The distance between the two members of the neighbouring point pairs also determines the distance over which the velocity is assumed to be constant. A change in velocity is represented by a change in the inertial radius. However, it is uncertain over which distances the velocities producing the curved ridges in the Rheasilvia basin are constant. The masses are accelerated by gravity but also decelerated by friction or topography. Therefore, the most commonly occurring velocity was determined for each mapping point, filtering out infrequent results.

A histogram of all calculated velocities was produced for each mapping point, to determine the most commonly occurring velocity at that mapping point. The bin size was set to 5 m/s, 10% of the simulated velocity of 50 m/s, and the effect of changing the bin size is discussed in Section6.5. All values in the most populated bin were considered to be within the most commonly occurring velocity range. If there was more than one most populated bin - a scenario especially relevant for mapping points with only few neighbouring point pairs (the points near the beginning or end of a curved ridge) - all relevant bins were considered. The average of all values in the most populated bin(s) were stored as the velocity of each mapping point.

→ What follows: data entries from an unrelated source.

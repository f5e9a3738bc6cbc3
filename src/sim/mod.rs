//! Deterministic race simulation
//!
//! Plain state in [`state`], pure-ish stepping functions everywhere else,
//! orchestrated by [`tick`]. Nothing in here touches a renderer, a socket or
//! a clock; callers own time and feed timestamps in.

pub mod ai;
pub mod body;
pub mod collision;
pub mod items;
pub mod kinematics;
pub mod progress;
pub mod state;
pub mod tick;
pub mod track;
pub mod venom;
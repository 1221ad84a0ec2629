//! Nearest live flight lookup against the OpenSky `states/all` endpoint.
//!
//! The lookup is best-effort: a non-success status is reported back as
//! [`FlightLookup::Unavailable`] rather than an error.

use reqwest::{Client, Request, Response, StatusCode};
use serde::Serialize;
use tracing::debug;

use crate::geo::planar_degrees;
use crate::models::{Coordinate, FlightState, StateList};

pub const DEFAULT_OPENSKY_URL: &str = "https://opensky-network.org/api";

/// Half the side of the search box, in degrees.
pub const SEARCH_RADIUS_DEG: f64 = 1.0;

#[derive(Debug)]
pub enum FlightError {
    RequestError(reqwest::Error),
}

impl From<reqwest::Error> for FlightError {
    fn from(error: reqwest::Error) -> Self {
        FlightError::RequestError(error)
    }
}

impl std::fmt::Display for FlightError {
    fn fmt(&self, f: &mut std::fmt::Formatter) -> std::fmt::Result {
        match self {
            FlightError::RequestError(e) if e.is_decode() => {
                write!(f, "Unexpected flight data: {}", e)
            }
            FlightError::RequestError(e) => write!(f, "Flight lookup failed: {}", e),
        }
    }
}

impl std::error::Error for FlightError {
    fn source(&self) -> Option<&(dyn std::error::Error + 'static)> {
        match self {
            FlightError::RequestError(e) => Some(e),
        }
    }
}

/// Query parameters understood by OpenSky for an area search.
#[derive(Clone, Copy, Debug, PartialEq, Serialize)]
pub struct BoundingBox {
    pub lamin: f64,
    pub lomin: f64,
    pub lamax: f64,
    pub lomax: f64,
}

impl BoundingBox {
    pub fn around(center: &Coordinate, radius: f64) -> Self {
        BoundingBox {
            lamin: center.latitude - radius,
            lomin: center.longitude - radius,
            lamax: center.latitude + radius,
            lomax: center.longitude + radius,
        }
    }
}

#[derive(Debug, PartialEq)]
pub enum FlightLookup {
    Found { flight: FlightState, distance: f64 },
    NoFlights,
    Unavailable { status: StatusCode },
}

/// Builds the `states/all` request for the box around `user`.
pub fn states_request(
    client: &Client,
    base_url: &str,
    user: &Coordinate,
) -> reqwest::Result<Request> {
    let url = format!("{}/states/all", base_url.trim_end_matches('/'));

    client
        .get(url)
        .header(reqwest::header::ACCEPT, "application/json")
        .query(&BoundingBox::around(user, SEARCH_RADIUS_DEG))
        .build()
}

/// Sends a prepared states request and picks the closest flight out of
/// the answer.
pub async fn locate_nearest_flight(
    client: &Client,
    request: Request,
    user: &Coordinate,
) -> Result<FlightLookup, FlightError> {
    let response: Response = client.execute(request).await?;

    let status = response.status();
    if !status.is_success() {
        debug!("OpenSky answered {}", status);
        return Ok(FlightLookup::Unavailable { status });
    }

    let state_list: StateList = response.json().await?;
    let time = state_list.time;
    let flights = state_list.states.unwrap_or_default();
    debug!("OpenSky returned {} state vectors at {}", flights.len(), time);

    Ok(match nearest_flight(user, &flights) {
        Some((flight, distance)) => FlightLookup::Found {
            flight: flight.clone(),
            distance,
        },
        None => FlightLookup::NoFlights,
    })
}

/// Closest positioned flight by planar distance on raw degrees. The first
/// one wins on a tie.
pub fn nearest_flight<'a>(
    user: &Coordinate,
    flights: &'a [FlightState],
) -> Option<(&'a FlightState, f64)> {
    let mut closest: Option<(&FlightState, f64)> = None;

    for flight in flights {
        let Some(position) = flight.position() else {
            continue;
        };

        let distance = planar_degrees(user, &position);
        match closest {
            Some((_, best)) if distance >= best => {}
            _ => closest = Some((flight, distance)),
        }
    }

    closest
}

Summarizing this procedure. the radii of curvature of each mapping point were determined at various length-scales, using Equation 3.26 these radii were then converted into mass-wasting velocities and subsequently the most commonly occurring velocity over all length-scales was determined by using a histogram and recorded as the “most likely” velocity of the mapping point.

The pseudo IDL-code used to perform this analysis is shown in Ap- pendixA.2.